Most commonly, the Denneroll has 3 primary positions that are used for aiding in the rehabilitation of the cervical lordosis:
1) The apex of the Denneroll orthotic is placed in the upper cervical region (C2-C4) region. This position allows extension bending of the upper cervical segments while causing slight anterior head translation. An upper neck setup and example x-ray subluxation is shown in Figure 1. The red line represents the ideal curvature after Harrison et al.6 while the black line shows the patient’s subluxated alignment.
2) The apex of the Denneroll orthotic is placed in the mid-cervical region (C4-C6) region.

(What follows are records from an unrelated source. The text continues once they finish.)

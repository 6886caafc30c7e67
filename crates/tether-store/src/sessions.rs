use tracing::instrument;

use tether_core::ids::{OwnerId, ProtocolIdentity, SessionId};
use tether_core::session::{PairingMaterial, Session, SessionStatus};

use crate::database::Database;
use crate::error::StoreError;
use crate::row_helpers::{self, fmt_time, fmt_time_opt};

const TABLE: &str = "sessions";

const COLUMNS: &str = "id, owner_id, name, status, protocol_identity,
    pairing_code, pairing_image, pairing_issued_at, pairing_expires_at, pairing_retry_count,
    connected_at, disconnected_at, last_seen_at, is_active, deleted_at, created_at, updated_at";

pub struct SessionRepo {
    db: Database,
}

impl SessionRepo {
    pub fn new(db: Database) -> Self {
        Self { db }
    }

    /// Insert a new session row. A live session with the same
    /// (owner, name) yields `Conflict`.
    #[instrument(skip(self, session), fields(session_id = %session.id, owner_id = %session.owner_id))]
    pub fn insert(&self, session: &Session) -> Result<(), StoreError> {
        let pairing = PairingColumns::from(session.pairing.as_ref());
        self.db.with_conn(|conn| {
            conn.execute(
                &format!(
                    "INSERT INTO sessions ({COLUMNS})
                     VALUES (?1, ?2, ?3, ?4, ?5, ?6, ?7, ?8, ?9, ?10, ?11, ?12, ?13, ?14, ?15, ?16, ?17)"
                ),
                rusqlite::params![
                    session.id.as_str(),
                    session.owner_id.as_str(),
                    session.name,
                    session.status.as_str(),
                    session.protocol_identity.as_ref().map(|i| i.as_str()),
                    pairing.code,
                    pairing.image,
                    pairing.issued_at,
                    pairing.expires_at,
                    pairing.retry_count,
                    fmt_time_opt(session.connected_at.as_ref()),
                    fmt_time_opt(session.disconnected_at.as_ref()),
                    fmt_time_opt(session.last_seen_at.as_ref()),
                    session.is_active,
                    fmt_time_opt(session.deleted_at.as_ref()),
                    fmt_time(&session.created_at),
                    fmt_time(&session.updated_at),
                ],
            )
            .map_err(|e| match StoreError::from(e) {
                StoreError::Conflict(_) => StoreError::Conflict(format!(
                    "owner {} already has a session named {:?}",
                    session.owner_id, session.name
                )),
                other => other,
            })?;
            Ok(())
        })
    }

    /// Overwrite every mutable column of an existing session.
    #[instrument(skip(self, session), fields(session_id = %session.id, status = %session.status))]
    pub fn save(&self, session: &Session) -> Result<(), StoreError> {
        let pairing = PairingColumns::from(session.pairing.as_ref());
        let changed = self.db.with_conn(|conn| {
            Ok(conn.execute(
                "UPDATE sessions SET
                    status = ?2, protocol_identity = ?3,
                    pairing_code = ?4, pairing_image = ?5, pairing_issued_at = ?6,
                    pairing_expires_at = ?7, pairing_retry_count = ?8,
                    connected_at = ?9, disconnected_at = ?10, last_seen_at = ?11,
                    is_active = ?12, deleted_at = ?13, updated_at = ?14
                 WHERE id = ?1",
                rusqlite::params![
                    session.id.as_str(),
                    session.status.as_str(),
                    session.protocol_identity.as_ref().map(|i| i.as_str()),
                    pairing.code,
                    pairing.image,
                    pairing.issued_at,
                    pairing.expires_at,
                    pairing.retry_count,
                    fmt_time_opt(session.connected_at.as_ref()),
                    fmt_time_opt(session.disconnected_at.as_ref()),
                    fmt_time_opt(session.last_seen_at.as_ref()),
                    session.is_active,
                    fmt_time_opt(session.deleted_at.as_ref()),
                    fmt_time(&session.updated_at),
                ],
            )?)
        })?;
        if changed == 0 {
            return Err(StoreError::NotFound(format!("session {}", session.id)));
        }
        Ok(())
    }

    /// Get a session by ID, including deleted ones.
    #[instrument(skip(self), fields(session_id = %id))]
    pub fn get(&self, id: &SessionId) -> Result<Option<Session>, StoreError> {
        self.db.with_conn(|conn| {
            let mut stmt = conn.prepare(&format!("SELECT {COLUMNS} FROM sessions WHERE id = ?1"))?;
            let mut rows = stmt.query([id.as_str()])?;
            match rows.next()? {
                Some(row) => Ok(Some(row_to_session(row)?)),
                None => Ok(None),
            }
        })
    }

    /// Non-deleted sessions of an owner, newest first.
    #[instrument(skip(self), fields(owner_id = %owner_id, active_only))]
    pub fn list_by_owner(&self, owner_id: &OwnerId, active_only: bool) -> Result<Vec<Session>, StoreError> {
        let sql = if active_only {
            format!(
                "SELECT {COLUMNS} FROM sessions
                 WHERE owner_id = ?1 AND deleted_at IS NULL AND is_active = 1
                 ORDER BY created_at DESC, id DESC"
            )
        } else {
            format!(
                "SELECT {COLUMNS} FROM sessions
                 WHERE owner_id = ?1 AND deleted_at IS NULL
                 ORDER BY created_at DESC, id DESC"
            )
        };
        self.query(&sql, [owner_id.as_str()])
    }

    /// Active, non-deleted sessions in the given status across all owners.
    #[instrument(skip(self), fields(status = %status))]
    pub fn list_by_status(&self, status: SessionStatus) -> Result<Vec<Session>, StoreError> {
        self.query(
            &format!(
                "SELECT {COLUMNS} FROM sessions
                 WHERE status = ?1 AND is_active = 1 AND deleted_at IS NULL
                 ORDER BY created_at ASC, id ASC"
            ),
            [status.as_str()],
        )
    }

    fn query<P: rusqlite::Params>(&self, sql: &str, params: P) -> Result<Vec<Session>, StoreError> {
        self.db.with_conn(|conn| {
            let mut stmt = conn.prepare(sql)?;
            let mut rows = stmt.query(params)?;
            let mut results = Vec::new();
            while let Some(row) = rows.next()? {
                results.push(row_to_session(row)?);
            }
            Ok(results)
        })
    }
}

/// Flattened pairing material as stored in the sessions table.
struct PairingColumns {
    code: Option<String>,
    image: Option<String>,
    issued_at: Option<String>,
    expires_at: Option<String>,
    retry_count: u32,
}

impl From<Option<&PairingMaterial>> for PairingColumns {
    fn from(material: Option<&PairingMaterial>) -> Self {
        match material {
            Some(m) => Self {
                code: Some(m.code.clone()),
                image: Some(m.image.clone()),
                issued_at: Some(fmt_time(&m.issued_at)),
                expires_at: Some(fmt_time(&m.expires_at)),
                retry_count: m.retry_count,
            },
            None => Self {
                code: None,
                image: None,
                issued_at: None,
                expires_at: None,
                retry_count: 0,
            },
        }
    }
}

fn row_to_session(row: &rusqlite::Row<'_>) -> Result<Session, StoreError> {
    let status_str: String = row_helpers::get(row, 3, TABLE, "status")?;
    let pairing_code: Option<String> = row_helpers::get_opt(row, 5, TABLE, "pairing_code")?;

    let pairing = match pairing_code {
        Some(code) => {
            let image: Option<String> = row_helpers::get_opt(row, 6, TABLE, "pairing_image")?;
            let issued: String = row_helpers::get(row, 7, TABLE, "pairing_issued_at")?;
            let expires: String = row_helpers::get(row, 8, TABLE, "pairing_expires_at")?;
            Some(PairingMaterial {
                code,
                image: image.unwrap_or_default(),
                issued_at: row_helpers::parse_time(&issued, TABLE, "pairing_issued_at")?,
                expires_at: row_helpers::parse_time(&expires, TABLE, "pairing_expires_at")?,
                retry_count: row_helpers::get(row, 9, TABLE, "pairing_retry_count")?,
            })
        }
        None => None,
    };

    let created: String = row_helpers::get(row, 15, TABLE, "created_at")?;
    let updated: String = row_helpers::get(row, 16, TABLE, "updated_at")?;

    Ok(Session {
        id: SessionId::from_raw(row_helpers::get::<String>(row, 0, TABLE, "id")?),
        owner_id: OwnerId::from_raw(row_helpers::get::<String>(row, 1, TABLE, "owner_id")?),
        name: row_helpers::get(row, 2, TABLE, "name")?,
        status: row_helpers::parse_enum(&status_str, TABLE, "status")?,
        protocol_identity: row_helpers::get_opt::<String>(row, 4, TABLE, "protocol_identity")?
            .map(ProtocolIdentity::new),
        pairing,
        connected_at: row_helpers::parse_time_opt(
            row_helpers::get_opt(row, 10, TABLE, "connected_at")?,
            TABLE,
            "connected_at",
        )?,
        disconnected_at: row_helpers::parse_time_opt(
            row_helpers::get_opt(row, 11, TABLE, "disconnected_at")?,
            TABLE,
            "disconnected_at",
        )?,
        last_seen_at: row_helpers::parse_time_opt(
            row_helpers::get_opt(row, 12, TABLE, "last_seen_at")?,
            TABLE,
            "last_seen_at",
        )?,
        is_active: row_helpers::get(row, 13, TABLE, "is_active")?,
        deleted_at: row_helpers::parse_time_opt(
            row_helpers::get_opt(row, 14, TABLE, "deleted_at")?,
            TABLE,
            "deleted_at",
        )?,
        created_at: row_helpers::parse_time(&created, TABLE, "created_at")?,
        updated_at: row_helpers::parse_time(&updated, TABLE, "updated_at")?,
    })
}

#[cfg(test)]
mod tests {
    use super::*;
    use chrono::{DateTime, SubsecRound, Utc};
    use tether_core::state::{self, Transition};

    fn now() -> DateTime<Utc> {
        Utc::now().trunc_subsecs(6)
    }

    fn setup() -> SessionRepo {
        SessionRepo::new(Database::in_memory().unwrap())
    }

    fn material(retry_count: u32) -> PairingMaterial {
        let issued_at = now();
        PairingMaterial {
            code: "2@Zm9vYmFy".into(),
            image: "data:image/svg+xml;base64,PHN2Zy8+".into(),
            issued_at,
            expires_at: issued_at + chrono::Duration::seconds(30),
            retry_count,
        }
    }

    #[test]
    fn insert_and_get() {
        let repo = setup();
        let session = Session::new(OwnerId::from_raw("1"), "phone-A", now());
        repo.insert(&session).unwrap();

        let loaded = repo.get(&session.id).unwrap().unwrap();
        assert_eq!(loaded, session);
    }

    #[test]
    fn get_missing_returns_none() {
        let repo = setup();
        assert!(repo.get(&SessionId::new()).unwrap().is_none());
    }

    #[test]
    fn duplicate_name_conflicts_per_owner() {
        let repo = setup();
        repo.insert(&Session::new(OwnerId::from_raw("1"), "phone-A", now())).unwrap();

        let err = repo
            .insert(&Session::new(OwnerId::from_raw("1"), "phone-A", now()))
            .unwrap_err();
        assert!(matches!(err, StoreError::Conflict(_)), "got {err:?}");

        // Same name under another owner is fine.
        repo.insert(&Session::new(OwnerId::from_raw("2"), "phone-A", now())).unwrap();
    }

    #[test]
    fn deleted_session_frees_its_name() {
        let repo = setup();
        let mut session = Session::new(OwnerId::from_raw("1"), "phone-A", now());
        repo.insert(&session).unwrap();
        state::mark_deleted(&mut session, now()).unwrap();
        repo.save(&session).unwrap();

        repo.insert(&Session::new(OwnerId::from_raw("1"), "phone-A", now())).unwrap();
    }

    #[test]
    fn save_roundtrips_pairing_material() {
        let repo = setup();
        let mut session = Session::new(OwnerId::from_raw("1"), "phone-A", now());
        repo.insert(&session).unwrap();

        state::apply(
            &mut session,
            &Transition::IssuePairingCode { material: material(1) },
            now(),
        )
        .unwrap();
        repo.save(&session).unwrap();

        let loaded = repo.get(&session.id).unwrap().unwrap();
        assert_eq!(loaded.status, SessionStatus::PairingReady);
        assert_eq!(loaded.pairing, session.pairing);
    }

    #[test]
    fn save_missing_session_is_not_found() {
        let repo = setup();
        let session = Session::new(OwnerId::from_raw("1"), "ghost", now());
        assert!(matches!(repo.save(&session), Err(StoreError::NotFound(_))));
    }

    #[test]
    fn list_by_owner_filters_inactive_and_deleted() {
        let repo = setup();
        let owner = OwnerId::from_raw("1");
        let live = Session::new(owner.clone(), "live", now());
        let mut logged_out = Session::new(owner.clone(), "logged-out", now());
        let mut deleted = Session::new(owner.clone(), "deleted", now());
        for s in [&live, &logged_out, &deleted] {
            repo.insert(s).unwrap();
        }
        logged_out.is_active = false;
        repo.save(&logged_out).unwrap();
        state::mark_deleted(&mut deleted, now()).unwrap();
        repo.save(&deleted).unwrap();

        let active = repo.list_by_owner(&owner, true).unwrap();
        assert_eq!(active.len(), 1);
        assert_eq!(active[0].id, live.id);

        let all = repo.list_by_owner(&owner, false).unwrap();
        assert_eq!(all.len(), 2);
        assert!(all.iter().all(|s| s.id != deleted.id));
    }

    #[test]
    fn list_by_status_spans_owners() {
        let repo = setup();
        let mut a = Session::new(OwnerId::from_raw("1"), "a", now());
        let b = Session::new(OwnerId::from_raw("2"), "b", now());
        repo.insert(&a).unwrap();
        repo.insert(&b).unwrap();
        state::apply(&mut a, &Transition::IssuePairingCode { material: material(1) }, now()).unwrap();
        repo.save(&a).unwrap();

        let pending = repo.list_by_status(SessionStatus::Pending).unwrap();
        assert_eq!(pending.len(), 1);
        assert_eq!(pending[0].id, b.id);
        let ready = repo.list_by_status(SessionStatus::PairingReady).unwrap();
        assert_eq!(ready.len(), 1);
        assert_eq!(ready[0].id, a.id);
    }

    #[test]
    fn corrupt_status_is_reported() {
        let db = Database::in_memory().unwrap();
        let repo = SessionRepo::new(db.clone());
        let session = Session::new(OwnerId::from_raw("1"), "phone", now());
        repo.insert(&session).unwrap();
        db.with_conn(|conn| {
            conn.execute("UPDATE sessions SET status = 'zombie'", [])?;
            Ok(())
        })
        .unwrap();

        let err = repo.get(&session.id).unwrap_err();
        assert!(matches!(
            err,
            StoreError::CorruptRow { table: "sessions", column: "status", .. }
        ));
    }
}
//! Translation from the messaging library's raw events to [`ProtocolEvent`].
//!
//! The library reports far more than the orchestrator cares about
//! (receipts, presence, history sync...). Only the events that move a
//! session through its lifecycle survive translation; the rest are dropped
//! here so the state machine never sees them.

use base64::Engine;
use chrono::{DateTime, Utc};
use serde::{Deserialize, Serialize};
use tracing::warn;

use tether_core::ids::ProtocolIdentity;
use tether_core::protocol::{ConnectionMetadata, IdentityMaterial, InboundMessage, ProtocolEvent};

/// Connect-failure codes that mean the stored identity is no longer valid.
const LOGGED_OUT_CODES: [u16; 2] = [401, 403];

/// Raw event shapes as emitted by the messaging library.
#[derive(Clone, Debug, PartialEq, Eq, Serialize, Deserialize)]
#[serde(tag = "event", rename_all = "snake_case")]
pub enum ExternalEvent {
    /// New batch of pairing codes; consumed by the challenge request path.
    Qr { codes: Vec<String> },
    QrScanned,
    PairSuccess {
        jid: String,
        #[serde(default)]
        business_name: Option<String>,
        #[serde(default)]
        platform: Option<String>,
        /// Base64 of the freshly negotiated device credentials.
        credentials: String,
    },
    PairError {
        #[serde(default)]
        jid: Option<String>,
        error: String,
    },
    Connected {
        jid: String,
        #[serde(default)]
        push_name: Option<String>,
        #[serde(default)]
        platform: Option<String>,
    },
    Disconnected,
    StreamReplaced,
    StreamError { code: String },
    KeepAliveTimeout { error_count: u32 },
    KeepAliveRestored,
    ConnectFailure { code: u16, #[serde(default)] message: Option<String> },
    TemporaryBan { code: u16, expire_secs: u64 },
    LoggedOut { #[serde(default)] on_connect: bool, reason: String },
    Message {
        id: String,
        from: String,
        timestamp: DateTime<Utc>,
    },
    Receipt { ids: Vec<String> },
    Presence { from: String, unavailable: bool },
    HistorySync,
}

impl ExternalEvent {
    pub fn name(&self) -> &'static str {
        match self {
            Self::Qr { .. } => "qr",
            Self::QrScanned => "qr_scanned",
            Self::PairSuccess { .. } => "pair_success",
            Self::PairError { .. } => "pair_error",
            Self::Connected { .. } => "connected",
            Self::Disconnected => "disconnected",
            Self::StreamReplaced => "stream_replaced",
            Self::StreamError { .. } => "stream_error",
            Self::KeepAliveTimeout { .. } => "keep_alive_timeout",
            Self::KeepAliveRestored => "keep_alive_restored",
            Self::ConnectFailure { .. } => "connect_failure",
            Self::TemporaryBan { .. } => "temporary_ban",
            Self::LoggedOut { .. } => "logged_out",
            Self::Message { .. } => "message",
            Self::Receipt { .. } => "receipt",
            Self::Presence { .. } => "presence",
            Self::HistorySync => "history_sync",
        }
    }
}

/// Map one external event to an internal one, or `None` when the event
/// carries nothing the lifecycle needs.
pub fn translate(event: ExternalEvent) -> Option<ProtocolEvent> {
    match event {
        ExternalEvent::QrScanned => Some(ProtocolEvent::PairingScanned),
        ExternalEvent::PairSuccess {
            jid, credentials, ..
        } => match base64::engine::general_purpose::STANDARD.decode(credentials.as_bytes()) {
            Ok(bytes) if !bytes.is_empty() => Some(ProtocolEvent::PairingSucceeded {
                identity: ProtocolIdentity::new(jid),
                material: IdentityMaterial::new(bytes),
            }),
            _ => {
                warn!(jid = %jid, "pair success without usable credentials");
                Some(ProtocolEvent::PairingFailed {
                    reason: "pairing produced unusable credentials".into(),
                })
            }
        },
        ExternalEvent::PairError { error, .. } => Some(ProtocolEvent::PairingFailed { reason: error }),
        ExternalEvent::Connected {
            jid,
            push_name,
            platform,
        } => Some(ProtocolEvent::Connected {
            identity: ProtocolIdentity::new(jid),
            metadata: ConnectionMetadata { push_name, platform },
        }),
        ExternalEvent::Disconnected
        | ExternalEvent::StreamReplaced
        | ExternalEvent::StreamError { .. }
        | ExternalEvent::TemporaryBan { .. } => Some(ProtocolEvent::Disconnected),
        ExternalEvent::ConnectFailure { code, message } => {
            if LOGGED_OUT_CODES.contains(&code) {
                Some(ProtocolEvent::LoggedOut {
                    reason: message.unwrap_or_else(|| format!("connect failure {code}")),
                })
            } else {
                Some(ProtocolEvent::Disconnected)
            }
        }
        ExternalEvent::LoggedOut { reason, .. } => Some(ProtocolEvent::LoggedOut { reason }),
        ExternalEvent::Message { id, from, timestamp } => Some(ProtocolEvent::MessageReceived {
            message: InboundMessage { id, from, timestamp },
        }),
        ExternalEvent::Qr { .. }
        | ExternalEvent::KeepAliveTimeout { .. }
        | ExternalEvent::KeepAliveRestored
        | ExternalEvent::Receipt { .. }
        | ExternalEvent::Presence { .. }
        | ExternalEvent::HistorySync => None,
    }
}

This position allows extension bending of the mid-upper cervical segments while creating a slight posterior head translation. SeeFigure 1.
3) The apex of the Denneroll orthotic is placed in the upper thoracic or lower-cervical region (C6-T1) region. This position allows extension bending of the majority of cervical segments while creating a significant posterior head translation. See Figure 1.
Figure 1. On the top row from left to right, 3 uniquely different subluxated lateral cervical curvatures are shown; the red line represents the ideal curvature of the neck after Harrison et al.1 On the bottom row, three primary placements of the Denneroll cervical orthotic are shown. The Denneroll placement should match both the shape of the cervical curve and the amount of sagittal head translation correction that is desired.
For a preliminary investigation, 11 Chiropractors volunteered for an initial neutral lateral cervical radiograph and completed a neck disability index. One out of the 11 lateral cervical came out with digital artifacts that could not be corrected and was discarded; while another had a normal cervical lordosis on the initial lateral x-ray. This left 9 subjects.
The 9 subjects were asked to lie supine on the floor over the Denneroll orthotic device for 10-13 minutes. Only 1 traction-session was used. The Denneroll location was selected by a trained practitioner.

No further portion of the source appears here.